- THE TASK -
Please copy each line of the records below that includes the word "derive".

- GIVEN DATA -

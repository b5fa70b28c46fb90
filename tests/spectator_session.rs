mod common;

use common::router_pair;
use synframe::{Config, GameEvent, PlayerType, SessionBuilder, SessionEvent, SessionKind};

#[test]
fn spectator_plays_back_hosts_confirmed_input_behind_a_delay() {
    let (_router, mut sock_host, mut sock_spectator) = router_pair();

    let host_config = Config {
        num_players: 1,
        max_spectators: 1,
        input_size: 1,
        ..Config::default()
    }
    .validate()
    .unwrap();
    let mut host_builder = SessionBuilder::<usize>::new(SessionKind::Game)
        .with_config(host_config)
        .unwrap();
    let host_local = host_builder.add_actor(PlayerType::Local, None).unwrap();
    host_builder.add_actor(PlayerType::Spectator, Some(1)).unwrap();
    let mut host = host_builder.start_game().unwrap();

    let spectator_config = Config {
        num_players: 1,
        input_size: 1,
        spectator_delay: 3,
        ..Config::default()
    }
    .validate()
    .unwrap();
    let mut spectator_builder = SessionBuilder::<usize>::new(SessionKind::Spectator)
        .with_config(spectator_config)
        .unwrap();
    spectator_builder.add_actor(PlayerType::Remote, Some(0)).unwrap();
    let mut spectator = spectator_builder.start_spectator().unwrap();

    let mut played_frames = Vec::new();
    let mut saw_started = false;
    let mut saw_unpaused = false;

    for tick in 0..300u64 {
        let now_ms = tick * 16;
        host.add_local_input(host_local, &[(tick % 251) as u8]).unwrap();
        for event in host.update_session(&mut sock_host, now_ms) {
            if let GameEvent::Save { frame, cell } = event {
                cell.save(frame, vec![frame as u8], frame as u32);
            }
        }

        for event in spectator.update_session(&mut sock_spectator, now_ms) {
            if let GameEvent::Advance { frame, .. } = event {
                played_frames.push(frame);
            }
        }
        for event in spectator.session_events() {
            match event {
                SessionEvent::SessionStarted => saw_started = true,
                SessionEvent::SpectatorUnpaused => saw_unpaused = true,
                _ => {}
            }
        }

        if played_frames.len() > 40 {
            break;
        }
    }

    assert!(saw_started, "spectator never finished its handshake with the host");
    assert!(saw_unpaused, "spectator never left its initial paused state");
    assert!(played_frames.windows(2).all(|w| w[1] == w[0] + 1));
    assert!(played_frames.len() > 40);
}
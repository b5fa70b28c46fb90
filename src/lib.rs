//! # synframe
//! synframe is a rollback netcode session core for deterministic,
//! frame-synchronous multiplayer simulations. It drives input exchange,
//! prediction, rollback/resimulation, and peer health over a transport the
//! embedder supplies, and hands back a list of requests — advance, save,
//! load — for the embedder to fulfill, rather than calling back into it.

#![forbid(unsafe_code)]

pub use config::Config;
pub use error::Error;
pub use events::{GameEvent, SessionEvent};
pub use input::GameInput;
pub use net::transport::NonBlockingSocket;
pub use player::{NetworkStats, PlayerType};
pub use session::{GameSession, SessionBuilder, SessionKind, SpectatorSession};
#[cfg(feature = "sync_test")]
pub use session::StressSession;
pub use storage::StateCell;

pub(crate) mod advantage;
pub(crate) mod config;
pub(crate) mod error;
pub(crate) mod events;
pub(crate) mod input;
pub(crate) mod net {
    pub(crate) mod message_system;
    pub(crate) mod transport;
    pub(crate) mod wire;
}
pub(crate) mod player;
pub(crate) mod session {
    pub(crate) mod builder;
    pub(crate) mod game;
    pub(crate) mod spectator;
    #[cfg(feature = "sync_test")]
    pub(crate) mod stress;

    pub use builder::{SessionBuilder, SessionKind};
    pub use game::GameSession;
    pub use spectator::SpectatorSession;
    #[cfg(feature = "sync_test")]
    pub use stress::StressSession;
}
pub(crate) mod storage;
pub(crate) mod sync;

/// Internally, -1 represents no frame / an invalid frame. Ring buffers index
/// by `((frame % capacity) + capacity) % capacity` so negative frames (the
/// handshake bootstrap, mainly) never panic.
pub const NULL_FRAME: i32 = -1;

pub type Frame = i32;
pub type Handle = i32;
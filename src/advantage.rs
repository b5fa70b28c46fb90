use crate::Frame;

const HISTORY_SIZE: usize = 26;

fn commit_index(frame: Frame) -> usize {
    frame.max(0) as usize % HISTORY_SIZE
}

/// Sliding windows of local and remote frame-advantage samples.
///
/// Two rings of size 26 hold signed per-frame samples; a third ring
/// accumulates raw remote-advantage reports between commits, and is
/// collapsed to its mean on every [`Self::update_history`] call.
#[derive(Debug)]
pub struct AdvantageHistory {
    local_frame_advantage: i8,
    local: [i8; HISTORY_SIZE],
    remote: [i8; HISTORY_SIZE],
    remote_samples: [i8; HISTORY_SIZE],
    remote_index: usize,
}

impl Default for AdvantageHistory {
    fn default() -> Self {
        Self {
            local_frame_advantage: 0,
            local: [0; HISTORY_SIZE],
            remote: [0; HISTORY_SIZE],
            remote_samples: [0; HISTORY_SIZE],
            remote_index: 0,
        }
    }
}

impl AdvantageHistory {
    pub fn new() -> Self {
        Self::default()
    }

    /// Clamps to the wire format's signed-8-bit `frame_advantage` range.
    pub fn set_local_advantage(&mut self, advantage: i32) {
        self.local_frame_advantage = advantage.clamp(i8::MIN as i32, i8::MAX as i32) as i8;
    }

    pub fn get_local_advantage(&self) -> i8 {
        self.local_frame_advantage
    }

    pub fn add_remote_advantage(&mut self, advantage: i8) {
        self.remote_samples[self.remote_index] = advantage;
        self.remote_index = (self.remote_index + 1) % HISTORY_SIZE;
    }

    /// Commits the pending local sample and the mean of the accumulated
    /// remote samples into both rings at the frame's committed index.
    pub fn update_history(&mut self, frame: Frame) {
        let idx = commit_index(frame);
        self.local[idx] = self.local_frame_advantage;
        let mean: f32 =
            self.remote_samples.iter().map(|&v| v as f32).sum::<f32>() / HISTORY_SIZE as f32;
        self.remote[idx] = mean.round().clamp(i8::MIN as f32, i8::MAX as f32) as i8;
    }

    /// `mean(local) - mean(remote)`: positive means the local side is ahead
    /// and should slow down, negative means it is behind and should speed up.
    pub fn get_average_advantage(&self) -> f32 {
        let local_mean: f32 = self.local.iter().map(|&v| v as f32).sum::<f32>() / HISTORY_SIZE as f32;
        let remote_mean: f32 = self.remote.iter().map(|&v| v as f32).sum::<f32>() / HISTORY_SIZE as f32;
        local_mean - remote_mean
    }
}

#[cfg(test)]
mod tests {
    use super::*;

    #[test]
    fn average_advantage_starts_at_zero() {
        let history = AdvantageHistory::new();
        assert_eq!(history.get_average_advantage(), 0.0);
    }

    #[test]
    fn local_advantage_clamps_to_i8_range() {
        let mut history = AdvantageHistory::new();
        history.set_local_advantage(1000);
        assert_eq!(history.get_local_advantage(), i8::MAX);
        history.set_local_advantage(-1000);
        assert_eq!(history.get_local_advantage(), i8::MIN);
    }

    #[test]
    fn local_lead_reports_positive_advantage() {
        let mut history = AdvantageHistory::new();
        history.set_local_advantage(5);
        for frame in 0..HISTORY_SIZE as Frame {
            history.update_history(frame);
        }
        assert!(history.get_average_advantage() > 0.0);
    }
}
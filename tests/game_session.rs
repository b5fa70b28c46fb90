mod common;

use common::router_pair;
use synframe::{Config, GameEvent, PlayerType, SessionBuilder, SessionEvent, SessionKind};

/// Fulfills a batch of `GameEvent`s the way a deterministic embedder would:
/// a state's checksum is a pure function of its frame, so replaying the
/// same frame from a Load always reproduces the same checksum regardless
/// of how many times it gets resimulated.
fn fulfill(events: Vec<GameEvent>) -> Vec<i32> {
    let mut confirmed = Vec::new();
    for event in events {
        match event {
            GameEvent::Save { frame, cell } => cell.save(frame, vec![frame as u8], frame as u32),
            GameEvent::Load { cell, .. } => {
                let _ = cell.load();
            }
            GameEvent::Advance { frame, rolling_back, .. } => {
                if !rolling_back {
                    confirmed.push(frame);
                }
            }
        }
    }
    confirmed
}

fn two_player_config() -> Config {
    Config {
        num_players: 2,
        input_size: 1,
        input_prediction_window: 6,
        ..Config::default()
    }
    .validate()
    .unwrap()
}

#[test]
fn two_remote_peers_sync_and_advance() {
    let (_router, mut sock_a, mut sock_b) = router_pair();

    let mut builder_a = SessionBuilder::<usize>::new(SessionKind::Game)
        .with_config(two_player_config())
        .unwrap();
    let a_local = builder_a.add_actor(PlayerType::Local, None).unwrap();
    let a_remote = builder_a.add_actor(PlayerType::Remote, Some(1)).unwrap();
    let mut a = builder_a.start_game().unwrap();

    let mut builder_b = SessionBuilder::<usize>::new(SessionKind::Game)
        .with_config(two_player_config())
        .unwrap();
    let b_remote = builder_b.add_actor(PlayerType::Remote, Some(0)).unwrap();
    let b_local = builder_b.add_actor(PlayerType::Local, None).unwrap();
    let mut b = builder_b.start_game().unwrap();
    assert_eq!(a_local, b_remote);
    assert_eq!(a_remote, b_local);

    let mut a_started = false;
    let mut b_started = false;
    let mut a_confirmed = Vec::new();
    let mut b_confirmed = Vec::new();

    for tick in 0..400u64 {
        let now_ms = tick * 16;
        a.add_local_input(a_local, &[(tick % 251) as u8]).unwrap();
        b.add_local_input(b_local, &[((tick * 7) % 251) as u8]).unwrap();

        let events_a = a.update_session(&mut sock_a, now_ms);
        a_confirmed.extend(fulfill(events_a));
        for event in a.session_events() {
            if let SessionEvent::SessionStarted = event {
                a_started = true;
            }
        }

        let events_b = b.update_session(&mut sock_b, now_ms);
        b_confirmed.extend(fulfill(events_b));
        for event in b.session_events() {
            if let SessionEvent::SessionStarted = event {
                b_started = true;
            }
        }

        if a_started && b_started && a_confirmed.len() > 50 && b_confirmed.len() > 50 {
            break;
        }
    }

    assert!(a_started, "session A never completed its handshake");
    assert!(b_started, "session B never completed its handshake");
    assert!(a_confirmed.windows(2).all(|w| w[1] >= w[0]));
    assert!(b_confirmed.windows(2).all(|w| w[1] >= w[0]));
    assert!(a_confirmed.len() > 50);
    assert!(b_confirmed.len() > 50);
}

#[test]
fn local_only_session_never_blocks_on_a_peer() {
    let config = Config {
        num_players: 1,
        input_size: 1,
        ..Config::default()
    }
    .validate()
    .unwrap();
    let mut builder = SessionBuilder::<usize>::new(SessionKind::Game)
        .with_config(config)
        .unwrap();
    let local = builder.add_actor(PlayerType::Local, None).unwrap();
    let mut session = builder.start_game().unwrap();
    let (_router, mut sock, _unused) = router_pair();

    let mut confirmed = Vec::new();
    for tick in 0..20u64 {
        session.add_local_input(local, &[tick as u8]).unwrap();
        let events = session.update_session(&mut sock, tick * 16);
        confirmed.extend(fulfill(events));
    }
    assert_eq!(confirmed, (0..20).collect::<Vec<_>>());
}

#[test]
fn local_only_limited_saving_session_saves_on_the_prediction_window() {
    let config = Config {
        num_players: 1,
        input_size: 1,
        input_prediction_window: 4,
        limited_saving: true,
        ..Config::default()
    }
    .validate()
    .unwrap();
    let mut builder = SessionBuilder::<usize>::new(SessionKind::Game)
        .with_config(config)
        .unwrap();
    let local = builder.add_actor(PlayerType::Local, None).unwrap();
    let mut session = builder.start_game().unwrap();
    let (_router, mut sock, _unused) = router_pair();

    let mut saved_frames = Vec::new();
    let mut confirmed = Vec::new();
    for tick in 0..16u64 {
        session.add_local_input(local, &[tick as u8]).unwrap();
        for event in session.update_session(&mut sock, tick * 16) {
            match event {
                GameEvent::Save { frame, cell } => {
                    saved_frames.push(frame);
                    cell.save(frame, vec![frame as u8], frame as u32);
                }
                GameEvent::Load { .. } => panic!("a local-only session never rolls back"),
                GameEvent::Advance { frame, rolling_back, .. } => {
                    assert!(!rolling_back);
                    confirmed.push(frame);
                }
            }
        }
    }
    assert_eq!(confirmed, (0..16).collect::<Vec<_>>());
    assert_eq!(saved_frames, vec![0, 4, 8, 12]);
}
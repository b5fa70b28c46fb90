use crate::config::Config;
use crate::error::Error;
use crate::player::PlayerType;
use crate::session::game::GameSession;
use crate::session::spectator::SpectatorSession;
#[cfg(feature = "sync_test")]
use crate::session::stress::StressSession;
use crate::Handle;

/// Which of the three shared engines a built session will run.
#[derive(Debug, Clone, Copy, PartialEq, Eq)]
pub enum SessionKind {
    Game,
    Spectator,
    Stress,
}

enum Actor<A> {
    Local,
    Remote(A),
    Spectator(A),
}

/// Accumulates configuration and actors before producing a started session.
/// Configuration and actor-registration errors are returned eagerly rather
/// than deferred to the first `update_session` call.
pub struct SessionBuilder<A> {
    kind: SessionKind,
    config: Config,
    actors: Vec<Actor<A>>,
}

impl<A> SessionBuilder<A> {
    pub fn new(kind: SessionKind) -> Self {
        Self {
            kind,
            config: Config::default(),
            actors: Vec::new(),
        }
    }

    pub fn with_config(mut self, config: Config) -> Result<Self, Error> {
        self.config = config.validate()?;
        Ok(self)
    }

    /// Registers an actor and returns its handle. Locals and remotes occupy
    /// `[0, num_players)`; spectators occupy
    /// `[num_players, num_players + max_spectators)`.
    pub fn add_actor(&mut self, player_type: PlayerType, address: Option<A>) -> Result<Handle, Error> {
        match player_type {
            PlayerType::Spectator => {
                let spectator_count = self
                    .actors
                    .iter()
                    .filter(|a| matches!(a, Actor::Spectator(_)))
                    .count();
                if spectator_count >= self.config.max_spectators {
                    return Err(Error::TooManySpectators);
                }
                let address = address.ok_or(Error::MissingAddress)?;
                let handle = (self.config.num_players + spectator_count) as Handle;
                self.actors.push(Actor::Spectator(address));
                Ok(handle)
            }
            PlayerType::Local | PlayerType::Remote => {
                let player_count = self
                    .actors
                    .iter()
                    .filter(|a| !matches!(a, Actor::Spectator(_)))
                    .count();
                if player_count >= self.config.num_players {
                    return Err(Error::TooManyPlayers);
                }
                let handle = player_count as Handle;
                if player_type == PlayerType::Remote {
                    let address = address.ok_or(Error::MissingAddress)?;
                    self.actors.push(Actor::Remote(address));
                } else {
                    self.actors.push(Actor::Local);
                }
                Ok(handle)
            }
        }
    }

    pub fn start_game(self) -> Result<GameSession<A>, Error>
    where
        A: Clone + PartialEq,
    {
        self.require_kind(SessionKind::Game)?;
        Ok(GameSession::new(self.config, self.into_actor_lists()))
    }

    pub fn start_spectator(self) -> Result<SpectatorSession<A>, Error>
    where
        A: Clone + PartialEq,
    {
        self.require_kind(SessionKind::Spectator)?;
        Ok(SpectatorSession::new(self.config, self.into_actor_lists()))
    }

    #[cfg(feature = "sync_test")]
    pub fn start_stress(self) -> Result<StressSession, Error> {
        self.require_kind(SessionKind::Stress)?;
        for actor in &self.actors {
            if !matches!(actor, Actor::Local) {
                return Err(Error::InvalidRequest {
                    info: "stress sessions only support local players".to_string(),
                });
            }
        }
        Ok(StressSession::new(self.config))
    }

    fn require_kind(&self, kind: SessionKind) -> Result<(), Error> {
        if self.kind != kind {
            return Err(Error::InvalidRequest {
                info: "builder was not configured for this session kind".to_string(),
            });
        }
        Ok(())
    }

    fn into_actor_lists(self) -> ActorLists<A> {
        let mut locals = Vec::new();
        let mut remotes = Vec::new();
        let mut spectators = Vec::new();
        let mut player_handle = 0;
        let mut spectator_handle = self.config.num_players as Handle;
        for actor in self.actors {
            match actor {
                Actor::Local => {
                    locals.push(player_handle);
                    player_handle += 1;
                }
                Actor::Remote(addr) => {
                    remotes.push((player_handle, addr));
                    player_handle += 1;
                }
                Actor::Spectator(addr) => {
                    spectators.push((spectator_handle, addr));
                    spectator_handle += 1;
                }
            }
        }
        ActorLists { locals, remotes, spectators }
    }
}

pub(crate) struct ActorLists<A> {
    pub locals: Vec<Handle>,
    pub remotes: Vec<(Handle, A)>,
    pub spectators: Vec<(Handle, A)>,
}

- ANSWER BOX -
#[derive(Debug)]
#[derive(Debug, Clone, Copy, PartialEq, Eq)]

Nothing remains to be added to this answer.